DESCRIPTION OF THE TASK — Only lines holding the string "payload" are wanted; copy each one from the material.

::::::::::

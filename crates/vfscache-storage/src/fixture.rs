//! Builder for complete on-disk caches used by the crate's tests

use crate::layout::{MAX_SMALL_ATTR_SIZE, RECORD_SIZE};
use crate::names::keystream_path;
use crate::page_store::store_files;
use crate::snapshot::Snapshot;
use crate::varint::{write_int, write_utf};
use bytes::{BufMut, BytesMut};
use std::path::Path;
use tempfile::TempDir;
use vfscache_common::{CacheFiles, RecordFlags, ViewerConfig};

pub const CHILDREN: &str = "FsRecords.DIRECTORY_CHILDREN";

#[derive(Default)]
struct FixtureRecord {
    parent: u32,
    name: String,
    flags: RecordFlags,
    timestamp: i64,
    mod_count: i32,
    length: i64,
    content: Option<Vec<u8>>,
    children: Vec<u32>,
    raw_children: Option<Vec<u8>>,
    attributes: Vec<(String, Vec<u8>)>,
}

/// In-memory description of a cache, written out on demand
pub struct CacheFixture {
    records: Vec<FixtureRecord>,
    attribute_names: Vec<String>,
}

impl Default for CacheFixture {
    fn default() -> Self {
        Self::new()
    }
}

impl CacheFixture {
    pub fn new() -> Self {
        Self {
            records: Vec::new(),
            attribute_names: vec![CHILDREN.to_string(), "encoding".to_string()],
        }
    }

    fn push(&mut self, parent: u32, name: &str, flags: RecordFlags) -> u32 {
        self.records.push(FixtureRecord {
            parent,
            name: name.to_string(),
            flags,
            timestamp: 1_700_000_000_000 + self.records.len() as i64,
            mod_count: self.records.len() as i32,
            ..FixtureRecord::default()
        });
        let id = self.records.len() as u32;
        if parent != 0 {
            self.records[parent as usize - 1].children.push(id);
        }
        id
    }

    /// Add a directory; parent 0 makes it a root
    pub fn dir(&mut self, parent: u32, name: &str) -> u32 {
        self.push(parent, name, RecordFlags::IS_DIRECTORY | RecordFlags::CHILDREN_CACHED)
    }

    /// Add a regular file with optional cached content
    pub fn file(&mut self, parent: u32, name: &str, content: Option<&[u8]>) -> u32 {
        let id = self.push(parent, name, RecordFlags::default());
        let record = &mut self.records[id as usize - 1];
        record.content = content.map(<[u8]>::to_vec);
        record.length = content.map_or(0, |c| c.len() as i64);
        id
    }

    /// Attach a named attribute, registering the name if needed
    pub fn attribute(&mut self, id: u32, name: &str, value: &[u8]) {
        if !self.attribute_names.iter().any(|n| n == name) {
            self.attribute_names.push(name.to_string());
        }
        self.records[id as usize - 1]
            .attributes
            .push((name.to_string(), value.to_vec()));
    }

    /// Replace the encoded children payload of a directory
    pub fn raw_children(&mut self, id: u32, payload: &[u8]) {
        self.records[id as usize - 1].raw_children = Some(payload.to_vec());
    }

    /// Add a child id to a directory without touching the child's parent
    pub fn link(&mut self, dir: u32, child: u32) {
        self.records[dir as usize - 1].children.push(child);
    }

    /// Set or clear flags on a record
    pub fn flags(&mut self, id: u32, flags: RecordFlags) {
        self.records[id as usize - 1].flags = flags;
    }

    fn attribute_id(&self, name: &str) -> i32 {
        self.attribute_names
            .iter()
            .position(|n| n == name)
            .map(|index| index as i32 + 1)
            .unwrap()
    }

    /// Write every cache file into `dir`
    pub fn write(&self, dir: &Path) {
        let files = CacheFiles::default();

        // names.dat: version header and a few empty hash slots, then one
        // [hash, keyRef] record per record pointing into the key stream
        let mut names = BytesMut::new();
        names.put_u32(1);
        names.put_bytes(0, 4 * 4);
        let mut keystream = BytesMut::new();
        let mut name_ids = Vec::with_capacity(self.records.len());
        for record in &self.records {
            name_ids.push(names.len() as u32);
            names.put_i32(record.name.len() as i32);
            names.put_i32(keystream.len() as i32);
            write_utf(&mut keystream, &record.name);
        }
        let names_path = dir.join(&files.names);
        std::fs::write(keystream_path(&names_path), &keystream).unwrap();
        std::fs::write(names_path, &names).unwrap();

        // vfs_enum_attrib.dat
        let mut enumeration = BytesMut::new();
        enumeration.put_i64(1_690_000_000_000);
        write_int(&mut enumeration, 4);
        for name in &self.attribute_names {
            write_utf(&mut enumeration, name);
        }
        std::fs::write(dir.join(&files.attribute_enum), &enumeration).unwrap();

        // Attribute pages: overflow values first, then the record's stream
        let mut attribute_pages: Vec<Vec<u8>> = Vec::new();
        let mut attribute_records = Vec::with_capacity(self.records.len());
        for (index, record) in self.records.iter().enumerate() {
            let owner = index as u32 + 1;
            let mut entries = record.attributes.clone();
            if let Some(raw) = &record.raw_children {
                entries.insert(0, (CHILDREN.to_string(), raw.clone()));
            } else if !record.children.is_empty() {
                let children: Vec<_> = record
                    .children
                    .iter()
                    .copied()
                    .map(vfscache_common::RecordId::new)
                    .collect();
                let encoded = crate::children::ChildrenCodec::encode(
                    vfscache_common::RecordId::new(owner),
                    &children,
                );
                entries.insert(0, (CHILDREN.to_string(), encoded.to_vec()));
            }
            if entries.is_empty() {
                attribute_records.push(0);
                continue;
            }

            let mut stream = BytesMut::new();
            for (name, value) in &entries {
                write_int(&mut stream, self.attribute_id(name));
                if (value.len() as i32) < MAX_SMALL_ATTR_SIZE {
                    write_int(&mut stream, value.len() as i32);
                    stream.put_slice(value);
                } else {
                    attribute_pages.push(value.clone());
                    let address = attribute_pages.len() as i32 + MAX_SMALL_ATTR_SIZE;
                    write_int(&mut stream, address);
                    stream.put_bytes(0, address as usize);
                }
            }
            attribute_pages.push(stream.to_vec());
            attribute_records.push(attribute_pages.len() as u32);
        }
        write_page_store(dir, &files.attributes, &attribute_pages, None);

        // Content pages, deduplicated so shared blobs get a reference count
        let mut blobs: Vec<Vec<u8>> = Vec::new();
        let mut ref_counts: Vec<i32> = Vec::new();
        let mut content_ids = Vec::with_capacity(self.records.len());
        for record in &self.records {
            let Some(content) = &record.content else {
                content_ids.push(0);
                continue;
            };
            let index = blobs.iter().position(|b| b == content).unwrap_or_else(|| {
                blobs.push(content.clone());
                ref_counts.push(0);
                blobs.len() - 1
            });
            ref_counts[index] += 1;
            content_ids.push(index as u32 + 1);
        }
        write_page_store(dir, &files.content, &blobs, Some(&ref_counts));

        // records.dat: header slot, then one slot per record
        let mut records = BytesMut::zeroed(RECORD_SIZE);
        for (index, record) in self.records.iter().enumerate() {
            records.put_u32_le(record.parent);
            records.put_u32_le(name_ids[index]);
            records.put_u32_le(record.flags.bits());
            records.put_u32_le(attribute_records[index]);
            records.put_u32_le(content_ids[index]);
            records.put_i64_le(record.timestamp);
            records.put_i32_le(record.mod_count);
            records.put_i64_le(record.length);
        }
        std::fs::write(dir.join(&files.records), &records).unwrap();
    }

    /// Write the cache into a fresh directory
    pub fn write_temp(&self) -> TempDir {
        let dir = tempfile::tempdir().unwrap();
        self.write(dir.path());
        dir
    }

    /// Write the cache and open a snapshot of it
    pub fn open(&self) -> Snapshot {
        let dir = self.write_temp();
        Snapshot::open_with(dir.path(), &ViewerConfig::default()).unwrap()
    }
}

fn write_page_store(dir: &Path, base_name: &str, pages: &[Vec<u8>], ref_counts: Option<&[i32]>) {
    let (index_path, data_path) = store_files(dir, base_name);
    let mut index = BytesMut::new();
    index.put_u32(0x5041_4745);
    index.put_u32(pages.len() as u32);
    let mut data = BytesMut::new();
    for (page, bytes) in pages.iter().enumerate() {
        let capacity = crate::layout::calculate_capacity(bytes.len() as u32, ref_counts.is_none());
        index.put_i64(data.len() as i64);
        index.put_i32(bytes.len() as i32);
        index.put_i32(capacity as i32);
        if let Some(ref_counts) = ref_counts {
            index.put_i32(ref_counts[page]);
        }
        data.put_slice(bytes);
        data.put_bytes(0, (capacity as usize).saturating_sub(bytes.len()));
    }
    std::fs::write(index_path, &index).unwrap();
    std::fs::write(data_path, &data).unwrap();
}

::::::::::

EXERCISE OUTPUT —
    /// Replace the encoded children payload of a directory
    pub fn raw_children(&mut self, id: u32, payload: &[u8]) {
        self.records[id as usize - 1].raw_children = Some(payload.to_vec());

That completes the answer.